▸ ACTION ITEM: Count up the lines of the data below that contain the string "self", then give only the total.

============================================================

use super::PublishError;
use std::collections::BTreeSet;
use std::sync::Mutex;

static IN_FLIGHT: Mutex<BTreeSet<String>> = Mutex::new(BTreeSet::new());

/// Proof that this process is the only one generating a CV for a profile.
///
/// The profile is released when the ticket drops, whether generation
/// succeeded or not.
#[derive(Debug)]
pub struct GenerationTicket {
    profile_id: String,
}

impl GenerationTicket {
    pub fn acquire(profile_id: &str) -> Result<GenerationTicket, PublishError> {
        let mut in_flight = IN_FLIGHT.lock().unwrap_or_else(|e| e.into_inner());
        if !in_flight.insert(profile_id.to_string()) {
            return Err(PublishError::GenerationInProgress(profile_id.to_string()));
        }
        log::debug!("Started generation for profile `{profile_id}`");
        Ok(GenerationTicket {
            profile_id: profile_id.to_string(),
        })
    }

    pub fn profile_id(&self) -> &str {
        &self.profile_id
    }
}

impl Drop for GenerationTicket {
    fn drop(&mut self) {
        let mut in_flight = IN_FLIGHT.lock().unwrap_or_else(|e| e.into_inner());
        in_flight.remove(&self.profile_id);
    }
}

============================================================

▸ OUTPUT BELOW: 4